New federal rules limiting foreign investment by state-owned companies may reduce the number of potential buyers for Encana, which has a market capitalization of C$14.3 billion ($14.5 billion). But its massive natural-gas reserves from conventional and shale-gas fields in Canada and the United States could attract the attention of deep-pocketed international oil companies looking to supply liquefied natural gas projects.
"The appeal of Encana as an (acquisition) target relates primarily to their vast feedstock of gas opportunities to support LNG development both on West Coast Canada and on the U.S. Gulf Coast," CIBC World Markets analyst Andrew Potter said in a research note.
"Although Eresman's retirement increases the possibility of Encana being acquired," Potter said, "we note that we still only regard this as a 30 to 40 percent chance due to the large size and limited number of buyers."
However others said Encana should acquire an oil producer in order to accelerate a push to diversify out of natural gas production, even though such a purchase might add further debt to an already debt-heavy balance sheet.
"They are going to have to start down that path, as painful as it may be," said John Stephenson, a portfolio manager at First Asset Capital Corp, which owns Encana shares.
Encana was not immediately available for comment.
Eresman gave no reason for his departure.
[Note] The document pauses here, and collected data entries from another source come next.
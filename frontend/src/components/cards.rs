use yew::prelude::*;

use crate::content::{FeatureCard, KeywordGroup, MarketHighlight, PriceTier, RoadmapStep, PLAN_GUARANTEES};

/// One rendered block per entry, in input order. Blocks are keyed by
/// position, so repeated entries still get distinct keys.
pub fn blocks<T>(items: &[T], render: impl Fn(usize, &T) -> Html) -> Vec<Html> {
    items
        .iter()
        .enumerate()
        .map(|(index, item)| render(index, item))
        .collect()
}

pub fn feature_card(index: usize, feature: &FeatureCard) -> Html {
    html! {
        <div key={index} class="card feature-card">
            <div class="feature-icon">{feature.icon}</div>
            <h4>{feature.title}</h4>
            <p>{feature.description}</p>
        </div>
    }
}

pub fn roadmap_step(index: usize, step: &RoadmapStep) -> Html {
    html! {
        <div key={index} class="card roadmap-step">
            <div class="roadmap-head">
                <div class="roadmap-icon">{step.icon}</div>
                <span class="roadmap-month">{step.month}</span>
            </div>
            <h4>{step.title}</h4>
            <p>{step.description}</p>
            <ul class="bullet-list">
                { for step.items.iter().enumerate().map(|(i, item)| html! {
                    <li key={i}><span class="dot"></span>{*item}</li>
                }) }
            </ul>
        </div>
    }
}

pub fn market_highlight(index: usize, highlight: &MarketHighlight) -> Html {
    html! {
        <div key={index} class="market-highlight">
            <div class="highlight-icon">{highlight.icon}</div>
            <div>
                <div class="highlight-market">{highlight.market}</div>
                <div class="highlight-goal">
                    {highlight.goal}{" — "}
                    <span class="highlight-status">{highlight.status}</span>
                </div>
            </div>
        </div>
    }
}

pub fn keyword_group(index: usize, group: &KeywordGroup) -> Html {
    html! {
        <div key={index} class="card keyword-group">
            <div class="keyword-head">
                <div class="keyword-code">{group.code}</div>
                <div>
                    <h4>{group.region}</h4>
                    <div class="keyword-engine">{"🎯 ON "}{group.engine}</div>
                </div>
            </div>
            <div class="keyword-banner">
                <div class="keyword-banner-title">{"Export Search"}</div>
                <p>{"Direct B2B Industrial Queries."}</p>
            </div>
            <div class="keyword-samples">
                { for group.samples.iter().enumerate().map(|(i, keyword)| html! {
                    <div key={i} class="keyword-sample"><span class="dot"></span>{*keyword}</div>
                }) }
            </div>
        </div>
    }
}

pub fn price_tier(index: usize, tier: &PriceTier) -> Html {
    html! {
        <div key={index} class={classes!("card", "price-tier", tier.featured.then(|| "featured"))}>
            if tier.featured {
                <div class="tier-ribbon">{"Maximum Reach"}</div>
            }
            <div class="tier-head">
                <h4>{tier.title}</h4>
                <div class="tier-price">
                    <span class="tier-investment">{tier.investment}</span>
                    <span class="tier-tax">{"+ GST"}</span>
                </div>
                <div class="tier-meta">{"📈 "}{tier.keywords}</div>
                <div class="tier-meta muted">{"📣 "}{tier.ads_credit}</div>
                <div class="tier-meta muted">{tier.duration}{" · "}{tier.coverage}</div>
            </div>
            <div class="tier-features">
                <div class="tier-features-title">{"🛡️ Included SEO Features"}</div>
                { for tier.seo_features.iter().enumerate().map(|(i, feature)| html! {
                    <div key={i} class="tier-feature">{"✔ "}{*feature}</div>
                }) }
            </div>
            <div class="tier-guarantees">
                { for PLAN_GUARANTEES.iter().enumerate().map(|(i, (icon, text))| html! {
                    <div key={i} class="tier-guarantee">{*icon}{" "}{*text}</div>
                }) }
            </div>
            <button class="tier-button">{"Initiate Strategy"}</button>
        </div>
    }
}

pub const CARD_STYLES: &str = r#"
.card {
    border: 1px solid #f1f5f9;
    border-radius: 2.5rem;
    padding: 2.5rem;
    box-shadow: 0 1px 2px rgba(0, 0, 0, 0.05);
    transition: all 0.3s ease;
    display: flex;
    flex-direction: column;
}
.card:hover { box-shadow: 0 25px 50px -12px rgba(0, 0, 0, 0.25); }
.card h4 {
    font-size: 1.5rem;
    font-weight: 900;
    color: #0f172a;
    margin: 0 0 0.75rem;
}
.card p {
    color: #64748b;
    font-size: 0.875rem;
    line-height: 1.6;
    font-weight: 500;
}
.dot {
    display: inline-block;
    width: 0.5rem;
    height: 0.5rem;
    border-radius: 9999px;
    background: #f97316;
    margin-right: 0.75rem;
    flex-shrink: 0;
}
.feature-card { background: #ffffff; }
.feature-icon {
    width: 4rem;
    height: 4rem;
    background: #ffedd5;
    border-radius: 1rem;
    display: flex;
    align-items: center;
    justify-content: center;
    font-size: 2rem;
    margin-bottom: 1.5rem;
}
.roadmap-step { background: #f8fafc; }
.roadmap-step:hover { background: #fff7ed; }
.roadmap-head {
    display: flex;
    justify-content: space-between;
    align-items: flex-start;
    margin-bottom: 2rem;
}
.roadmap-icon {
    background: #ea580c;
    padding: 1.25rem;
    border-radius: 1.5rem;
    font-size: 2rem;
}
.roadmap-month {
    color: #ea580c;
    font-weight: 900;
    font-size: 0.75rem;
    text-transform: uppercase;
    letter-spacing: 0.2em;
    padding-top: 0.5rem;
}
.bullet-list {
    list-style: none;
    padding: 0;
    margin: auto 0 0;
    display: flex;
    flex-direction: column;
    gap: 1rem;
}
.bullet-list li {
    display: flex;
    align-items: flex-start;
    font-size: 0.875rem;
    font-weight: 700;
    color: #334155;
}
.market-highlight {
    display: flex;
    align-items: center;
    gap: 1.5rem;
    background: #ffffff;
    padding: 2rem;
    border-radius: 2rem;
    border: 1px solid #f1f5f9;
}
.market-highlight:hover { border-color: #ea580c; }
.highlight-icon {
    width: 3.5rem;
    height: 3.5rem;
    background: #ffedd5;
    border-radius: 1rem;
    display: flex;
    align-items: center;
    justify-content: center;
    font-size: 1.75rem;
}
.highlight-market { font-weight: 900; color: #0f172a; font-size: 1.125rem; }
.highlight-goal { font-size: 0.875rem; color: #64748b; font-weight: 700; }
.highlight-status {
    color: #ea580c;
    text-transform: uppercase;
    letter-spacing: 0.1em;
    font-size: 10px;
    margin-left: 0.5rem;
}
.keyword-group { background: #f8fafc; border-radius: 3rem; }
.keyword-head { display: flex; align-items: center; gap: 1.5rem; margin-bottom: 2.5rem; }
.keyword-code { font-size: 3rem; font-weight: 900; color: rgba(15, 23, 42, 0.1); }
.keyword-engine {
    color: #ea580c;
    font-weight: 900;
    font-size: 10px;
    text-transform: uppercase;
    letter-spacing: 0.1em;
}
.keyword-banner {
    background: #fff9f5;
    border: 1px solid #ffedd5;
    border-radius: 1.5rem;
    padding: 2rem;
    margin-bottom: 2.5rem;
}
.keyword-banner-title { font-size: 1.875rem; font-weight: 900; color: #ea580c; }
.keyword-samples { display: flex; flex-direction: column; gap: 0.75rem; }
.keyword-sample {
    display: flex;
    align-items: center;
    color: #475569;
    font-size: 0.875rem;
    font-weight: 700;
}
.price-tier {
    position: relative;
    background: #ffffff;
    border-radius: 3.5rem;
    padding: 3rem;
    overflow: hidden;
}
.price-tier.featured {
    box-shadow: 0 0 0 6px #ea580c, 0 25px 50px -12px rgba(0, 0, 0, 0.25);
    transform: scale(1.05);
    z-index: 10;
}
.tier-ribbon {
    position: absolute;
    top: 0;
    right: 0;
    background: #ea580c;
    color: #ffffff;
    font-size: 10px;
    font-weight: 900;
    padding: 0.75rem 2rem;
    border-bottom-left-radius: 2rem;
    text-transform: uppercase;
    letter-spacing: 0.3em;
}
.tier-head { margin-bottom: 2.5rem; }
.tier-head h4 { text-transform: uppercase; }
.tier-price { display: flex; align-items: baseline; gap: 0.5rem; }
.tier-investment { font-size: 3rem; font-weight: 900; color: #ea580c; }
.tier-tax, .tier-meta {
    font-weight: 900;
    font-size: 0.75rem;
    text-transform: uppercase;
    letter-spacing: 0.1em;
}
.tier-meta { color: #f97316; margin-top: 0.5rem; }
.tier-meta.muted, .tier-tax { color: #64748b; }
.tier-features {
    background: #f8fafc;
    padding: 1.5rem;
    border-radius: 1rem;
    margin-bottom: 2rem;
    display: grid;
    gap: 0.75rem;
}
.tier-features-title {
    font-size: 0.75rem;
    font-weight: 900;
    text-transform: uppercase;
    color: #94a3b8;
}
.tier-feature { font-size: 0.75rem; color: #334155; font-weight: 700; }
.tier-guarantees {
    display: flex;
    flex-direction: column;
    gap: 1rem;
    margin-bottom: 3rem;
    flex-grow: 1;
}
.tier-guarantee { font-size: 0.875rem; color: #334155; font-weight: 700; }
.tier-button {
    width: 100%;
    padding: 1.25rem;
    border: none;
    border-radius: 1rem;
    font-weight: 900;
    font-size: 1.125rem;
    text-transform: uppercase;
    letter-spacing: 0.1em;
    background: #0f172a;
    color: #ffffff;
    cursor: pointer;
}
.price-tier.featured .tier-button { background: #ea580c; }
"#;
He said in a release that he believes the company is financially and operationally sound and that its effort to move away from its focus on natural gas and produce more oil was on track.
However he faced criticism from investors for overspending on natural gas production when prices were falling and for spinning off the company's lucrative oil sands operations into Cenovus Energy Inc despite weakening natural gas prices.
Eresman's resignation also comes as the U.S. Department of Justice probes whether the company illegally colluded with Chesapeake Energy Corp to lower the price of Michigan exploration lands.
Encana said last year that an internal investigation had determined it did not collude with the U.S. gas producer. However, it offered no details on its investigation and did not say how it reached that conclusion.